De tels progrès réalisés par La Poste concernant la qualité de service des prestations du service universel sont de nature à encourager la fixation d'objectifs relativement ambitieux s'inscrivant dans cette trajectoire d'amélioration.
Concernant la lettre prioritaire
Pour la lettre prioritaire, le projet d'arrêté prévoit que le taux de distribution en J + 1 doit être supérieur à 85 %. Comme l'a souligné l'Autorité à plusieurs reprises, notamment dans le cadre de son avis n° 2011-1509 du 22 décembre 2011, et encore dernièrement, dans son avis n° 2013-0460 du 26 mars 2013 portant sur le projet de contrat d'entreprise, un objectif de 85 % n'apparaît pas en ligne avec la trajectoire de progrès de La Poste, notamment au regard des résultats atteints par La Poste en 2011 et 2012 (respectivement 87,3 % et 87,9 % de distribution en J + 1).
Concernant la lettre Verte
L'objectif de qualité de service fixé pour la lettre Verte est un taux de 93 % de distribution en J + 2. L'Autorité rappelle que, comme l'avait d'ailleurs annoncé La Poste lors de la création de cette nouvelle offre, la qualité de service de la lettre Verte doit, à terme, atteindre un niveau de 95 % de distribution en J + 2.
Toutefois, malgré de relativement bons résultats en 2012, avec un taux de 92,8 % de distribution en J + 2, le niveau de qualité de service de la lettre Verte marque un léger recul au premier trimestre 2013, atteignant 91,7 % de J + 2 contre 91,9 % au premier trimestre 2012. Ce recul, dont la portée doit être relativisée car il ne correspond qu'à un seul trimestre et à une période difficile au niveau climatique, traduit toutefois la nécessité d'assurer un suivi de la progression de la qualité de service de la lettre Verte au cours des prochains trimestres.

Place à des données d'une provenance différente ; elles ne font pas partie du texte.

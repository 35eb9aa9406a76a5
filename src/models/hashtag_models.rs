use serde::{Deserialize, Serialize};

use super::validation::{check_text, TextRule};
use crate::core::HashtagId;
use crate::entities::EntHashtag;
use crate::error::{AppResult, FieldErrors};

pub const HASHTAG_NAME: TextRule = TextRule::required(255);

#[derive(Debug, Clone, Default, Deserialize)]
pub struct HashtagPayload {
    pub name: Option<String>,
}

impl HashtagPayload {
    /// Validated name; a partial update without `name` keeps `current`.
    pub fn into_name(self, current: Option<&str>, partial: bool) -> AppResult<String> {
        let mut errors = FieldErrors::new();
        let fallback = if partial { current.map(str::to_string) } else { None };
        let name = check_text(&mut errors, "name", self.name, fallback, HASHTAG_NAME);
        errors.into_result()?;
        Ok(name)
    }
}

#[derive(Debug, Clone, PartialEq, Serialize)]
pub struct HashtagView {
    pub id: HashtagId,
    pub name: String,
}

impl From<EntHashtag> for HashtagView {
    fn from(hashtag: EntHashtag) -> Self {
        Self { id: hashtag.id, name: hashtag.name }
    }
}
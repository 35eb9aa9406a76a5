// ViewerContext Extractor - handler-side access to the authenticated viewer

use crate::error::AppError;
use crate::infrastructure::viewer::viewer::ViewerContext;
use axum::{extract::FromRequestParts, http::request::Parts};
use std::sync::Arc;

/// Cheap-to-clone handle on the request's [`ViewerContext`].
///
/// ```ignore
/// async fn handler(vc: Vc, Path(id): Path<PostId>) -> AppResult<Json<Detail>> {
///     let actor = vc.require_profile()?;
///     ...
/// }
/// ```
#[derive(Debug, Clone)]
pub struct Vc(Arc<ViewerContext>);

impl std::ops::Deref for Vc {
    type Target = ViewerContext;

    fn deref(&self) -> &Self::Target {
        &self.0
    }
}

// Routes without the middleware layer have no viewer; that is a wiring bug, not a client error.
impl<S> FromRequestParts<S> for Vc
where
    S: Send + Sync,
{
    type Rejection = AppError;

    async fn from_request_parts(parts: &mut Parts, _state: &S) -> Result<Self, Self::Rejection> {
        parts
            .extensions
            .get::<Arc<ViewerContext>>()
            .map(|vc| Vc(vc.clone()))
            .ok_or_else(|| AppError::Internal("viewer context missing from request".to_string()))
    }
}
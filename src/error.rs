use axum::{
    http::StatusCode,
    response::{IntoResponse, Response},
    Json,
};
use serde::Serialize;
use serde_json::json;
use std::collections::BTreeMap;
use std::fmt;

/// Field-level validation messages, rendered as `{"field": ["message", ...]}`.
#[derive(Debug, Clone, Default, PartialEq, Serialize)]
#[serde(transparent)]
pub struct FieldErrors(BTreeMap<String, Vec<String>>);

impl FieldErrors {
    pub fn new() -> Self {
        Self::default()
    }

    pub fn single(field: &str, message: impl Into<String>) -> Self {
        let mut errors = Self::new();
        errors.add(field, message);
        errors
    }

    pub fn add(&mut self, field: &str, message: impl Into<String>) {
        self.0
            .entry(field.to_string())
            .or_default()
            .push(message.into());
    }

    pub fn is_empty(&self) -> bool {
        self.0.is_empty()
    }

    pub fn get(&self, field: &str) -> Option<&[String]> {
        self.0.get(field).map(Vec::as_slice)
    }

    /// Ok when nothing was collected, otherwise a validation error.
    pub fn into_result(self) -> AppResult<()> {
        if self.is_empty() {
            Ok(())
        } else {
            Err(AppError::Validation(self))
        }
    }
}

#[derive(Debug)]
pub enum AppError {
    Database(sqlx::Error),
    DatabaseError(String),
    NotFound(String),
    BadRequest(String),
    Internal(String),
    Validation(FieldErrors),
    Storage(String),
    ConfigurationError(String),
    Unauthorized(String),
    Forbidden(String),
}

impl AppError {
    pub fn not_found() -> Self {
        AppError::NotFound("Not found.".to_string())
    }

    pub fn forbidden() -> Self {
        AppError::Forbidden("You do not have permission to perform this action.".to_string())
    }
}

impl fmt::Display for AppError {
    fn fmt(&self, f: &mut fmt::Formatter<'_>) -> fmt::Result {
        match self {
            AppError::Database(err) => write!(f, "Database error: {}", err),
            AppError::DatabaseError(msg) => write!(f, "Database error: {}", msg),
            AppError::NotFound(msg) => write!(f, "Not found: {}", msg),
            AppError::BadRequest(msg) => write!(f, "Bad request: {}", msg),
            AppError::Internal(msg) => write!(f, "Internal error: {}", msg),
            AppError::Validation(errors) => write!(f, "Validation error: {:?}", errors),
            AppError::Storage(msg) => write!(f, "Storage error: {}", msg),
            AppError::ConfigurationError(msg) => write!(f, "Configuration error: {}", msg),
            AppError::Unauthorized(msg) => write!(f, "Unauthorized: {}", msg),
            AppError::Forbidden(msg) => write!(f, "Forbidden: {}", msg),
        }
    }
}

impl std::error::Error for AppError {}

impl IntoResponse for AppError {
    fn into_response(self) -> Response {
        let internal = "A server error occurred.".to_string();
        let (status, detail) = match self {
            AppError::Validation(errors) => {
                return (StatusCode::BAD_REQUEST, Json(errors)).into_response();
            }
            AppError::Database(err) => {
                tracing::error!("Database error: {}", err);
                (StatusCode::INTERNAL_SERVER_ERROR, internal)
            }
            AppError::DatabaseError(msg) => {
                tracing::error!("Database error: {}", msg);
                (StatusCode::INTERNAL_SERVER_ERROR, internal)
            }
            AppError::Internal(msg) => {
                tracing::error!("Internal error: {}", msg);
                (StatusCode::INTERNAL_SERVER_ERROR, internal)
            }
            AppError::Storage(msg) => {
                tracing::error!("Storage error: {}", msg);
                (StatusCode::INTERNAL_SERVER_ERROR, internal)
            }
            AppError::ConfigurationError(msg) => {
                tracing::error!("Configuration error: {}", msg);
                (StatusCode::INTERNAL_SERVER_ERROR, internal)
            }
            AppError::NotFound(msg) => (StatusCode::NOT_FOUND, msg),
            AppError::BadRequest(msg) => (StatusCode::BAD_REQUEST, msg),
            AppError::Unauthorized(msg) => (StatusCode::UNAUTHORIZED, msg),
            AppError::Forbidden(msg) => (StatusCode::FORBIDDEN, msg),
        };

        (status, Json(json!({ "detail": detail }))).into_response()
    }
}

impl From<sqlx::Error> for AppError {
    fn from(err: sqlx::Error) -> Self {
        match err {
            sqlx::Error::RowNotFound => AppError::not_found(),
            other => AppError::Database(other),
        }
    }
}

impl From<anyhow::Error> for AppError {
    fn from(err: anyhow::Error) -> Self {
        AppError::Internal(err.to_string())
    }
}

impl From<std::io::Error> for AppError {
    fn from(err: std::io::Error) -> Self {
        AppError::Storage(err.to_string())
    }
}

pub type AppResult<T> = Result<T, AppError>;
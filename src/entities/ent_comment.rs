// EntComment - a profile's comment on a post, listed newest-first

use sqlx::FromRow;

use super::Entity;
use crate::core::{CommentId, PostId, ProfileId, Timestamp};
use crate::error::AppResult;
use crate::infrastructure::database::SocialDatabase;

#[derive(Debug, Clone, PartialEq, FromRow)]
pub struct EntComment {
    pub id: CommentId,
    pub author_id: ProfileId,
    pub post_id: PostId,
    pub content: String,
    pub created_at: Timestamp,
}

impl Entity for EntComment {
    const ENTITY_TYPE: &'static str = "comment";
    const TABLE: &'static str = "comments";
    type Id = CommentId;
}

impl EntComment {
    /// Content is expected to be validated already.
    pub async fn create(
        db: &SocialDatabase,
        author_id: ProfileId,
        post_id: PostId,
        content: &str,
    ) -> AppResult<Self> {
        let comment = sqlx::query_as::<_, Self>(
            r#"
            INSERT INTO comments (author_id, post_id, content, created_at)
            VALUES (?, ?, ?, ?)
            RETURNING *
            "#,
        )
        .bind(author_id)
        .bind(post_id)
        .bind(content)
        .bind(Timestamp::now())
        .fetch_one(&db.pool)
        .await?;
        Ok(comment)
    }

    pub async fn count_for_post(db: &SocialDatabase, post_id: PostId) -> AppResult<i64> {
        let count = sqlx::query_scalar::<_, i64>("SELECT COUNT(*) FROM comments WHERE post_id = ?")
            .bind(post_id)
            .fetch_one(&db.pool)
            .await?;
        Ok(count)
    }
}
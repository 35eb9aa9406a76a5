#![allow(dead_code)]

use axum::{
    body::{to_bytes, Body},
    http::{header, Method, Request, StatusCode},
    Router,
};
use serde_json::Value;
use tempfile::TempDir;
use tower::ServiceExt;

use social_media_api::{
    api::build_app,
    app_state::AppState,
    config::Config,
    core::{ProfileId, UserId},
    entities::{ent_profile::ProfileFields, EntProfile},
    infrastructure::{database::SocialDatabase, identity::register_identity},
};

pub const PNG: &[u8] = b"\x89PNG\r\n\x1a\n\0\0\0\rIHDR\0\0\0\x01\0\0\0\x01";

pub struct TestApp {
    pub app: Router,
    pub state: AppState,
    pub media: TempDir,
}

pub struct TestUser {
    pub token: String,
    pub user_id: UserId,
    pub profile_id: ProfileId,
}

impl TestApp {
    pub async fn new() -> Self {
        let media = tempfile::tempdir().unwrap();
        let config = Config::for_testing(media.path().to_string_lossy().into_owned());
        let db = SocialDatabase::new_in_memory().await.unwrap();
        let state = AppState::with_database(db, config);
        Self { app: build_app(state.clone()), state, media }
    }

    /// Identity with a token but no profile yet.
    pub async fn identity(&self, email: &str) -> (UserId, String) {
        let (identity, token) = register_identity(&self.state.db, email).await.unwrap();
        (identity.user_id, token)
    }

    pub async fn user(&self, username: &str) -> TestUser {
        let (user_id, token) = self.identity(&format!("{}@test.com", username)).await;
        let profile = EntProfile::create(
            &self.state.db,
            user_id,
            &ProfileFields {
                username: username.to_string(),
                first_name: "First Name".to_string(),
                last_name: "Last Name".to_string(),
                bio: "Bio".to_string(),
            },
        )
        .await
        .unwrap();
        TestUser { token, user_id, profile_id: profile.id }
    }

    pub async fn request(&self, request: Request<Body>) -> (StatusCode, Value) {
        let response = self.app.clone().oneshot(request).await.unwrap();
        let status = response.status();
        let bytes = to_bytes(response.into_body(), usize::MAX).await.unwrap();
        let body = if bytes.is_empty() {
            Value::Null
        } else {
            serde_json::from_slice(&bytes).unwrap()
        };
        (status, body)
    }

    pub async fn send(
        &self,
        method: Method,
        uri: &str,
        token: Option<&str>,
        body: Option<Value>,
    ) -> (StatusCode, Value) {
        let mut builder = Request::builder().method(method).uri(uri);
        if let Some(token) = token {
            builder = builder.header(header::AUTHORIZATION, format!("Token {}", token));
        }
        let request = match body {
            Some(body) => builder
                .header(header::CONTENT_TYPE, "application/json")
                .body(Body::from(body.to_string()))
                .unwrap(),
            None => builder.body(Body::empty()).unwrap(),
        };
        self.request(request).await
    }

    pub async fn get(&self, uri: &str, token: &str) -> (StatusCode, Value) {
        self.send(Method::GET, uri, Some(token), None).await
    }

    pub async fn post(&self, uri: &str, token: &str, body: Option<Value>) -> (StatusCode, Value) {
        self.send(Method::POST, uri, Some(token), body).await
    }

    /// Multipart upload with a single `image` file field.
    pub async fn upload(
        &self,
        uri: &str,
        token: &str,
        file_name: &str,
        bytes: &[u8],
    ) -> (StatusCode, Value) {
        let boundary = "social-media-test-boundary";
        let mut body = Vec::new();
        body.extend_from_slice(format!("--{}\r\n", boundary).as_bytes());
        body.extend_from_slice(
            format!(
                "Content-Disposition: form-data; name=\"image\"; filename=\"{}\"\r\n\
                 Content-Type: application/octet-stream\r\n\r\n",
                file_name
            )
            .as_bytes(),
        );
        body.extend_from_slice(bytes);
        body.extend_from_slice(format!("\r\n--{}--\r\n", boundary).as_bytes());

        let request = Request::builder()
            .method(Method::POST)
            .uri(uri)
            .header(header::AUTHORIZATION, format!("Bearer {}", token))
            .header(header::CONTENT_TYPE, format!("multipart/form-data; boundary={}", boundary))
            .body(Body::from(body))
            .unwrap();
        self.request(request).await
    }
}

Dans ce contexte, un objectif de 93 % de J + 2 apparaît acceptable pour 2013, sachant que ce taux devrait passer à 94 % en 2014 et 95 % en 2015, conformément au contrat d'entreprise 2013-2017.
Concernant la lettre recommandée
Le projet d'arrêté prévoit un objectif de 93 % de J + 2 pour la lettre recommandée en 2013. Au regard des importants progrès réalisés par La Poste concernant la qualité de service de la lettre recommandée, cet objectif pourrait être plus ambitieux. En effet, au cours des quatre derniers trimestres (1), le niveau moyen de qualité de service atteint par La Poste était de plus de 94,9 % de distribution en J + 2 ; il était de 95,5 % au premier trimestre 2013 contre 94,7 % au premier trimestre 2012, soit une hausse de 0,8 point.
L'Autorité rappelle également, comme elle l'avait souligné dans son avis n° 2012-1352 du 11 décembre 2012, que la fixation d'un objectif de qualité de service en J + 2 pour la lettre recommandée ne doit pas aboutir à une dégradation de sa qualité en J + 1. Sur ce point, l'Autorité constate avec satisfaction que le taux de distribution des lettres recommandées en J + 1 n'a pas diminué mais a au contraire connu une hausse, passant de 77,6 % au premier trimestre 2012 à 80,5 % au premier trimestre 2013.